The above figure presents the overall data structures.

First, the original model should be presented as a corresponding topology, which is consisting of primitives and their connections. It can be regarded as a simple graph structure representing the original model.

Then the topology is to be converted to a program, which is consisting of program_nodes corresponding to the original primitives and their connections. Here, the majority of the transformation and optimizations are performed on the program. Also, the primitive_impl is created for each program_node at this stage, which holds the selected kernels for each program_node and the required information to run the kernels such as work group sizes and kernel arguments, etc. The final source code of the kernels are decided and compiled at this stage, too.
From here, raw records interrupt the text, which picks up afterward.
//! Growth, streak, average and peak/trough metrics over a bucket series.

use crate::api::{SeriesTrend, TimeBucket, TimeSeries};

/// Percent change between the last two buckets.
///
/// The denominator is clamped to at least 1, so `[0, 0]` is 0%, `[0, 5]` is
/// 500% and `[5, 0]` is -100%. Fewer than two buckets yields 0.
pub fn growth_percent(counts: &[usize]) -> f64 {
    match counts {
        [.., prev, last] => (*last as f64 - *prev as f64) / (*prev).max(1) as f64 * 100.0,
        _ => 0.0,
    }
}

/// Consecutive non-zero buckets counted backward from the latest one.
pub fn streak(counts: &[usize]) -> usize {
    counts.iter().rev().take_while(|&&count| count > 0).count()
}

/// Arithmetic mean over the full window; 0 for an empty window.
pub fn average(counts: &[usize]) -> f64 {
    if counts.is_empty() {
        return 0.0;
    }
    counts.iter().sum::<usize>() as f64 / counts.len() as f64
}

/// Bucket with the highest count; ties keep the earliest.
pub fn peak(series: &TimeSeries) -> Option<&TimeBucket> {
    series.buckets.iter().fold(None, |best, bucket| match best {
        Some(current) if current.count >= bucket.count => Some(current),
        _ => Some(bucket),
    })
}

/// Bucket with the lowest count; ties keep the earliest.
pub fn trough(series: &TimeSeries) -> Option<&TimeBucket> {
    series.buckets.iter().fold(None, |best, bucket| match best {
        Some(current) if current.count <= bucket.count => Some(current),
        _ => Some(bucket),
    })
}

/// All trend metrics for one series.
pub fn summarize(series: &TimeSeries) -> SeriesTrend {
    let counts = series.counts();
    SeriesTrend {
        growth_percent: growth_percent(&counts),
        average: average(&counts),
        peak_label: peak(series).map(|b| b.label.clone()),
        trough_label: trough(series).map(|b| b.label.clone()),
        streak: streak(&counts),
    }
}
Note that a program is common for the streams, i.e., there is only one program created for all the streams.

Once the program is finalized, then the network is built from the program for each stream. A network is consisting of primitive instances (a.k.a primitive_inst) that contains the required memory allocations for the kernels. Then finally we can run the network by running the network::execute().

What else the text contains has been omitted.